O professor de Gestão Financeira da Fundação Vanzolini, Michael Roubicek, mostra alinhamento com a visão da equipe do Governo Federal, ao apontar que tamanha importância do tema se dá pelo impacto transversal da alta dos juros na atividade empresarial.

“Uma taxa de juros excessivamente elevada reduz os investimentos, pois novos projetos das empresas teriam que ter uma taxa de retorno muito alta para superar os ganhos possíveis com renda fixa. Os empresários, então, preferem deixar recursos aplicados em renda fixa do que investir em projetos que têm risco maior e o retorno não seria suficiente para compensar este risco”, afirma o professor, antes de complementar: “Uma taxa Selic menor também traz redução dos juros ao consumidor que faz suas compras a crédito, o que favorece especialmente o varejo.

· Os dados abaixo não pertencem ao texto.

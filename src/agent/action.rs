//! The JSON action protocol.
//!
//! Each iteration the LLM must return exactly one JSON object with an
//! `action` field from a closed vocabulary. The variants form a tagged sum
//! type; unknown tags and malformed payloads are rejected before anything
//! reaches the firewall.

use serde::{Deserialize, Serialize};
use serde_json::Value;

use crate::error::{Error, Result};

fn default_spawn_timeout() -> u64 {
    600
}

fn default_max_iterations() -> u32 {
    10
}

/// One agent action.
#[derive(Debug, Clone, PartialEq, Serialize, Deserialize)]
#[serde(tag = "action", rename_all = "snake_case")]
pub enum Action {
    ListFiles {
        #[serde(default)]
        path: Option<String>,
    },
    ReadFile {
        path: String,
    },
    SearchText {
        pattern: String,
        #[serde(default)]
        path: Option<String>,
    },
    WriteMemory {
        #[serde(rename = "type")]
        glyph_type: String,
        #[serde(default)]
        topic: Option<String>,
        text: String,
        #[serde(default)]
        choice: Option<String>,
    },
    OrchStatus {
        orch_id: String,
    },
    SpawnDaemon {
        objective: String,
        #[serde(default)]
        wait: bool,
        #[serde(default = "default_spawn_timeout")]
        timeout: u64,
        #[serde(default = "default_max_iterations")]
        max_iterations: u32,
    },
    Run {
        command: String,
    },
    Exec {
        command: String,
    },
    HttpRequest {
        url: String,
        #[serde(default)]
        method: Option<String>,
    },
    EditFile {
        path: String,
        content: String,
    },
    Done {
        summary: String,
    },
}

impl Action {
    /// The tool name used for policy lookup and audit rows.
    pub fn name(&self) -> &'static str {
        match self {
            Self::ListFiles { .. } => "list_files",
            Self::ReadFile { .. } => "read_file",
            Self::SearchText { .. } => "search_text",
            Self::WriteMemory { .. } => "write_memory",
            Self::OrchStatus { .. } => "orch_status",
            Self::SpawnDaemon { .. } => "spawn_daemon",
            Self::Run { .. } => "run",
            Self::Exec { .. } => "exec",
            Self::HttpRequest { .. } => "http_request",
            Self::EditFile { .. } => "edit_file",
            Self::Done { .. } => "done",
        }
    }

    /// The action's payload as a JSON object (tag included), as it is
    /// audited and replayed.
    pub fn payload(&self) -> Value {
        serde_json::to_value(self).unwrap_or(Value::Null)
    }
}

/// Parse one action from raw LLM output.
///
/// Accepts bare JSON, fenced JSON, or an object embedded in surrounding
/// prose — but exactly one action. Unknown `action` tags are rejected.
pub fn parse_action(raw: &str) -> Result<Action> {
    let candidate = extract_json_object(raw)
        .ok_or_else(|| Error::validation("no JSON object found in response"))?;
    serde_json::from_str::<Action>(&candidate)
        .map_err(|e| Error::validation(format!("bad action: {}", e)))
}

/// Extract the first balanced top-level `{...}` from free-form text.
fn extract_json_object(raw: &str) -> Option<String> {
    let start = raw.find('{')?;
    let mut depth = 0usize;
    let mut in_string = false;
    let mut escaped = false;

    for (offset, ch) in raw[start..].char_indices() {
        if escaped {
            escaped = false;
            continue;
        }
        match ch {
            '\\' if in_string => escaped = true,
            '"' => in_string = !in_string,
            '{' if !in_string => depth += 1,
            '}' if !in_string => {
                depth -= 1;
                if depth == 0 {
                    return Some(raw[start..start + offset + 1].to_string());
                }
            }
            _ => {}
        }
    }
    None
}

#[cfg(test)]
mod tests {
    use super::*;
    use pretty_assertions::assert_eq;

    #[test]
    fn test_parse_each_variant() {
        assert_eq!(
            parse_action(r#"{"action":"list_files","path":"src"}"#).unwrap(),
            Action::ListFiles {
                path: Some("src".to_string())
            }
        );
        assert_eq!(
            parse_action(r#"{"action":"read_file","path":"a.rs"}"#).unwrap().name(),
            "read_file"
        );
        assert_eq!(
            parse_action(r#"{"action":"write_memory","type":"d","topic":"auth","text":"use bearer","choice":"bearer"}"#)
                .unwrap()
                .name(),
            "write_memory"
        );
        assert_eq!(
            parse_action(r#"{"action":"done","summary":"finished"}"#).unwrap(),
            Action::Done {
                summary: "finished".to_string()
            }
        );
    }

    #[test]
    fn test_spawn_defaults() {
        let action =
            parse_action(r#"{"action":"spawn_daemon","objective":"audit the repo"}"#).unwrap();
        match action {
            Action::SpawnDaemon {
                wait,
                timeout,
                max_iterations,
                ..
            } => {
                assert!(!wait);
                assert_eq!(timeout, 600);
                assert_eq!(max_iterations, 10);
            }
            other => panic!("wrong variant: {:?}", other),
        }
    }

    #[test]
    fn test_unknown_tag_rejected() {
        let err = parse_action(r#"{"action":"teleport","to":"mars"}"#).unwrap_err();
        assert!(err.to_string().contains("bad action"));
    }

    #[test]
    fn test_missing_required_field_rejected() {
        assert!(parse_action(r#"{"action":"read_file"}"#).is_err());
        assert!(parse_action(r#"{"action":"done"}"#).is_err());
    }

    #[test]
    fn test_embedded_and_fenced_json() {
        let fenced = "Here is my move:\n```json\n{\"action\":\"done\",\"summary\":\"ok\"}\n```";
        assert_eq!(
            parse_action(fenced).unwrap(),
            Action::Done {
                summary: "ok".to_string()
            }
        );

        let chatty = "I'll check the files first. {\"action\":\"list_files\",\"path\":null} then decide.";
        assert_eq!(parse_action(chatty).unwrap().name(), "list_files");
    }

    #[test]
    fn test_nested_braces_in_strings() {
        let tricky = r#"{"action":"edit_file","path":"a.json","content":"{\"nested\": {}}"}"#;
        let action = parse_action(tricky).unwrap();
        match action {
            Action::EditFile { content, .. } => assert_eq!(content, "{\"nested\": {}}"),
            other => panic!("wrong variant: {:?}", other),
        }
    }

    #[test]
    fn test_no_json_at_all() {
        assert!(parse_action("I think we should refactor first.").is_err());
    }

    #[test]
    fn test_payload_round_trips() {
        let action = Action::ReadFile {
            path: "src/main.rs".to_string(),
        };
        let payload = action.payload();
        assert_eq!(payload["action"], "read_file");
        assert_eq!(payload["path"], "src/main.rs");
    }
}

Assim, taxa de juros elevada impacta diretamente o varejo, pois quanto maior o juro, maior o valor da prestação mensal que o consumidor vai pagar, tornando a compra menos atraente”.

Endividamento e inadimplência

Segundo Roubicek, os impactos da Selic no mercado de consumo não param por aí e são agravados por outra característica importante do atual momento brasileiro: o alto nível de endividamento e inadimplência das famílias. Baseado nos dados divulgados pela Confederação Nacional do Comércio de Bens, Serviços e Turismo (CNC), que na última Pesquisa de Endividamento e Inadimplência do Consumidor (Peic) apontou um percentual de endividamento na casa dos 78%, o especialista explicou que a atual renda disponível para compras no varejo tem sido cada vez menor, já que muitos dos consumidores estão impossibilitados (ou desencorajados) a utilizarem mecanismos como cartão de crédito, crédito consignado e cheque especial. O docente da Fundação Vanzolini pontuou ainda que a relação juros-inadimplência também impacta diretamente as modalidades de consumo que tradicionalmente estão ligadas ao financiamento, tais como produtos como casas e automóveis. “Ou seja, uma taxa de juros menor favoreceria o crescimento da economia de uma forma geral”, concluiu Roubicek.

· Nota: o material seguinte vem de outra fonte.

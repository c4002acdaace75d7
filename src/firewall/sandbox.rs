//! Directory jail for path-taking tools.
//!
//! Every agent process is launched with a `sandbox_root`; path operands are
//! resolved through this guard before any filesystem access. Rejected
//! outright: `..` components, absolute paths outside the root, and symlinks
//! whose targets escape the root.

use std::path::{Component, Path, PathBuf};

use crate::error::{Error, Result};

/// Path guard rooted at `sandbox_root`.
#[derive(Debug, Clone)]
pub struct SandboxGuard {
    root: PathBuf,
}

impl SandboxGuard {
    pub fn new(root: impl Into<PathBuf>) -> Self {
        Self { root: root.into() }
    }

    pub fn root(&self) -> &Path {
        &self.root
    }

    /// Resolve a requested path to an absolute path inside the jail.
    ///
    /// Relative paths resolve against the root; absolute paths must already
    /// be inside it. The deepest existing ancestor is canonicalized so a
    /// symlink pointing outside the root is caught even for paths that do
    /// not exist yet (writes).
    pub fn resolve(&self, requested: &str) -> Result<PathBuf> {
        let requested_path = Path::new(requested);

        for component in requested_path.components() {
            match component {
                Component::ParentDir => {
                    return Err(Error::SandboxViolation(format!(
                        "path '{}' contains a parent traversal",
                        requested
                    )));
                }
                Component::CurDir => {
                    return Err(Error::SandboxViolation(format!(
                        "path '{}' is not normalized",
                        requested
                    )));
                }
                _ => {}
            }
        }

        let joined = if requested_path.is_absolute() {
            requested_path.to_path_buf()
        } else {
            self.root.join(requested_path)
        };

        let canonical_root = self.root.canonicalize().map_err(|e| {
            Error::SandboxViolation(format!(
                "sandbox root '{}' is not resolvable: {}",
                self.root.display(),
                e
            ))
        })?;

        // Canonicalize the deepest existing ancestor, then re-attach the
        // not-yet-existing tail. This follows symlinks in the existing part
        // of the path.
        let resolved = canonicalize_prefix(&joined)?;

        if !resolved.starts_with(&canonical_root) {
            return Err(Error::SandboxViolation(format!(
                "path '{}' escapes the sandbox root",
                requested
            )));
        }

        Ok(resolved)
    }
}

fn canonicalize_prefix(path: &Path) -> Result<PathBuf> {
    let mut existing = path.to_path_buf();
    let mut tail: Vec<std::ffi::OsString> = Vec::new();

    loop {
        match existing.canonicalize() {
            Ok(canonical) => {
                let mut result = canonical;
                for part in tail.iter().rev() {
                    result.push(part);
                }
                return Ok(result);
            }
            Err(_) => {
                let Some(name) = existing.file_name() else {
                    return Err(Error::SandboxViolation(format!(
                        "path '{}' has no resolvable ancestor",
                        path.display()
                    )));
                };
                tail.push(name.to_os_string());
                existing = existing
                    .parent()
                    .map(Path::to_path_buf)
                    .unwrap_or_default();
                if existing.as_os_str().is_empty() {
                    return Err(Error::SandboxViolation(format!(
                        "path '{}' has no resolvable ancestor",
                        path.display()
                    )));
                }
            }
        }
    }
}

#[cfg(test)]
mod tests {
    use super::*;

    fn guard() -> (tempfile::TempDir, SandboxGuard) {
        let dir = tempfile::tempdir().unwrap();
        let guard = SandboxGuard::new(dir.path());
        (dir, guard)
    }

    #[test]
    fn test_relative_path_resolves_inside_root() {
        let (dir, guard) = guard();
        std::fs::write(dir.path().join("notes.txt"), "hi").unwrap();

        let resolved = guard.resolve("notes.txt").unwrap();
        assert!(resolved.ends_with("notes.txt"));
        assert!(resolved.starts_with(dir.path().canonicalize().unwrap()));
    }

    #[test]
    fn test_parent_traversal_rejected() {
        let (_dir, guard) = guard();
        let err = guard.resolve("../../etc/passwd").unwrap_err();
        assert!(matches!(err, Error::SandboxViolation(_)));
        assert!(guard.resolve("a/../b").is_err());
    }

    #[test]
    fn test_absolute_path_outside_root_rejected() {
        let (_dir, guard) = guard();
        let err = guard.resolve("/etc/passwd").unwrap_err();
        assert!(matches!(err, Error::SandboxViolation(_)));
    }

    #[test]
    fn test_absolute_path_inside_root_allowed() {
        let (dir, guard) = guard();
        let inside = dir.path().join("file.txt");
        std::fs::write(&inside, "x").unwrap();
        assert!(guard.resolve(inside.to_str().unwrap()).is_ok());
    }

    #[test]
    fn test_nonexistent_target_allowed_for_writes() {
        let (_dir, guard) = guard();
        let resolved = guard.resolve("new_dir/new_file.txt");
        assert!(resolved.is_ok());
    }

    #[cfg(unix)]
    #[test]
    fn test_escaping_symlink_rejected() {
        let (dir, guard) = guard();
        let outside = tempfile::tempdir().unwrap();
        std::fs::write(outside.path().join("secret"), "x").unwrap();
        std::os::unix::fs::symlink(outside.path(), dir.path().join("link")).unwrap();

        let err = guard.resolve("link/secret").unwrap_err();
        assert!(matches!(err, Error::SandboxViolation(_)));
    }
}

Empresários temem cenário de quebradeira

A crise em gigantes do varejo brasileiro tem sido amplamente noticiada e, depois dos conhecidos casos de Americanas, Livraria Cultura e Marisa, ganhou mais uma integrante: a Amaro, especialista no segmento de vestuário.

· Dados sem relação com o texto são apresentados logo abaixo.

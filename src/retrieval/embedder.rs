//! Embedding generation for glyphs.
//!
//! The embedding model itself is an external collaborator: anything that
//! can turn a batch of texts into fixed-dimension vectors sits behind the
//! `Embedder` trait. The store keeps vectors byte-packed with an explicit
//! dimension so a model swap is detectable.

use async_trait::async_trait;
use sha2::{Digest, Sha256};
use tracing::{debug, warn};

use crate::error::Result;
use crate::retrieval::query::{Caller, GlyphQuery};
use crate::store::{GlyphStore, Scope};

/// Batch embedding contract.
#[async_trait]
pub trait Embedder: Send + Sync {
    /// Embed a batch of texts, one vector per input.
    async fn embed(&self, texts: &[String]) -> Result<Vec<Vec<f32>>>;

    /// Identifier recorded as `embedding_model` provenance.
    fn model_id(&self) -> &str;

    /// Output dimension.
    fn dim(&self) -> usize;
}

/// Deterministic local embedder: hashed bag-of-words projected into a
/// fixed-dimension space, L2-normalized. No model binary required, stable
/// across runs, good enough for offline setups and tests where only
/// relative similarity matters.
pub struct HashEmbedder {
    dim: usize,
}

impl HashEmbedder {
    pub fn new(dim: usize) -> Self {
        Self { dim }
    }

    fn embed_one(&self, text: &str) -> Vec<f32> {
        let mut vector = vec![0.0f32; self.dim];
        for token in text.to_lowercase().split(|c: char| !c.is_alphanumeric()) {
            if token.is_empty() {
                continue;
            }
            let digest = Sha256::digest(token.as_bytes());
            let bucket = u32::from_le_bytes([digest[0], digest[1], digest[2], digest[3]]) as usize
                % self.dim;
            // Sign bit from another digest byte spreads tokens across both
            // directions of each axis.
            let sign = if digest[4] & 1 == 0 { 1.0 } else { -1.0 };
            vector[bucket] += sign;
        }
        l2_normalize(&mut vector);
        vector
    }
}

impl Default for HashEmbedder {
    fn default() -> Self {
        Self::new(256)
    }
}

#[async_trait]
impl Embedder for HashEmbedder {
    async fn embed(&self, texts: &[String]) -> Result<Vec<Vec<f32>>> {
        Ok(texts.iter().map(|t| self.embed_one(t)).collect())
    }

    fn model_id(&self) -> &str {
        "hash-bow-256"
    }

    fn dim(&self) -> usize {
        self.dim
    }
}

/// Normalize a vector to unit length in place; zero vectors are left as-is.
pub fn l2_normalize(vector: &mut [f32]) {
    let norm: f32 = vector.iter().map(|v| v * v).sum::<f32>().sqrt();
    if norm > f32::EPSILON {
        for v in vector.iter_mut() {
            *v /= norm;
        }
    }
}

/// Report from an embedding pass.
#[derive(Debug, Clone, Default, PartialEq, Eq)]
pub struct EmbedReport {
    pub embedded: u64,
    pub skipped: u64,
    pub failed: u64,
}

/// Generate vectors for active glyphs lacking one (or all, with `force`).
///
/// A failure on one glyph does not block the batch; the glyph simply stays
/// without a vector. Dry runs report the candidate count without writing.
pub async fn embed_glyphs(
    store: &GlyphStore,
    embedder: &dyn Embedder,
    scope: Option<Scope>,
    force: bool,
    dry_run: bool,
) -> Result<EmbedReport> {
    let mut query = GlyphQuery::new().limit(1_000_000);
    if let Some(scope) = scope {
        query = query.scope(scope);
    }

    let candidates: Vec<_> = store
        .query(&query, &Caller::operator())?
        .into_iter()
        .filter(|g| force || g.embedding.is_none())
        .collect();

    let mut report = EmbedReport::default();
    if dry_run {
        report.skipped = candidates.len() as u64;
        return Ok(report);
    }

    for glyph in candidates {
        let texts = vec![glyph.text.clone()];
        match embedder.embed(&texts).await {
            Ok(mut vectors) if !vectors.is_empty() => {
                let vector = vectors.remove(0);
                store.set_embedding(glyph.id, &vector, embedder.model_id())?;
                report.embedded += 1;
            }
            Ok(_) => {
                warn!(id = glyph.id, "embedder returned no vector");
                report.failed += 1;
            }
            Err(e) => {
                warn!(id = glyph.id, error = %e, "embedding failed; glyph left unembedded");
                report.failed += 1;
            }
        }
    }

    debug!(
        embedded = report.embedded,
        failed = report.failed,
        "embedding pass complete"
    );
    Ok(report)
}

#[cfg(test)]
mod tests {
    use super::*;
    use crate::store::{Glyph, GlyphType};

    #[tokio::test]
    async fn test_hash_embedder_deterministic() {
        let embedder = HashEmbedder::default();
        let texts = vec!["the authentication system".to_string()];
        let a = embedder.embed(&texts).await.unwrap();
        let b = embedder.embed(&texts).await.unwrap();
        assert_eq!(a, b);
        assert_eq!(a[0].len(), 256);
    }

    #[tokio::test]
    async fn test_hash_embedder_unit_norm() {
        let embedder = HashEmbedder::default();
        let vectors = embedder
            .embed(&["some words here".to_string()])
            .await
            .unwrap();
        let norm: f32 = vectors[0].iter().map(|v| v * v).sum::<f32>().sqrt();
        assert!((norm - 1.0).abs() < 1e-5);
    }

    #[tokio::test]
    async fn test_similar_texts_closer_than_dissimilar() {
        let embedder = HashEmbedder::default();
        let vectors = embedder
            .embed(&[
                "bearer token authentication flow".to_string(),
                "token authentication with bearer headers".to_string(),
                "database connection pooling".to_string(),
            ])
            .await
            .unwrap();

        let dot = |a: &[f32], b: &[f32]| -> f32 { a.iter().zip(b).map(|(x, y)| x * y).sum() };
        assert!(dot(&vectors[0], &vectors[1]) > dot(&vectors[0], &vectors[2]));
    }

    #[tokio::test]
    async fn test_embed_glyphs_idempotent_without_force() {
        let store = GlyphStore::in_memory().unwrap();
        store.append(&Glyph::new(GlyphType::Fact, "alpha")).unwrap();
        store.append(&Glyph::new(GlyphType::Fact, "beta")).unwrap();

        let embedder = HashEmbedder::default();
        let first = embed_glyphs(&store, &embedder, None, false, false)
            .await
            .unwrap();
        assert_eq!(first.embedded, 2);

        let second = embed_glyphs(&store, &embedder, None, false, false)
            .await
            .unwrap();
        assert_eq!(second.embedded, 0);
    }

    #[tokio::test]
    async fn test_embed_dry_run_writes_nothing() {
        let store = GlyphStore::in_memory().unwrap();
        store.append(&Glyph::new(GlyphType::Fact, "alpha")).unwrap();

        let embedder = HashEmbedder::default();
        let report = embed_glyphs(&store, &embedder, None, false, true)
            .await
            .unwrap();
        assert_eq!(report.skipped, 1);
        assert_eq!(store.status().unwrap().embedded_count, 0);
    }
}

Na última semana de março, a empresa solicitou uma recuperação extrajudicial alegando dívidas que somam R$ 244,5 milhões, sendo R$ 151,8 milhões em dívidas bancárias e R$ 92,8 milhões com fornecedores. De acordo com a diretoria da companhia, os principais motivos para a condição atingida são a piora do consumo e a baixa liquidez do mercado – ambos relacionados à alta taxa de juros. Para Michael Roubicek, o surgimento de casos como o da Amaro demonstra os efeitos de um problema estrutural que pode, em breve, agravar ainda mais a já aguda crise no setor varejista. “As empresas estão com dificuldade de rolar suas dívidas com os bancos, pois existe alguma insegurança sobre as práticas comerciais dos grandes varejistas junto aos fornecedores. Essa restrição pode afetar fortemente o financiamento ao capital de giro”, indicou o professor, citando o tema da ‘crise de crédito’, abordado com profundidade na capa da última edição do Novo Varejo Automotivo digital.

Além disso, como falamos anteriormente, os varejistas necessitam de crédito disponível para financiar seus clientes consumidores. A pouca disponibilidade de crédito, combinada aos juros básicos muito elevados, induz uma queda na demanda afetando o volume de vendas e a rentabilidade das empresas”, finalizou.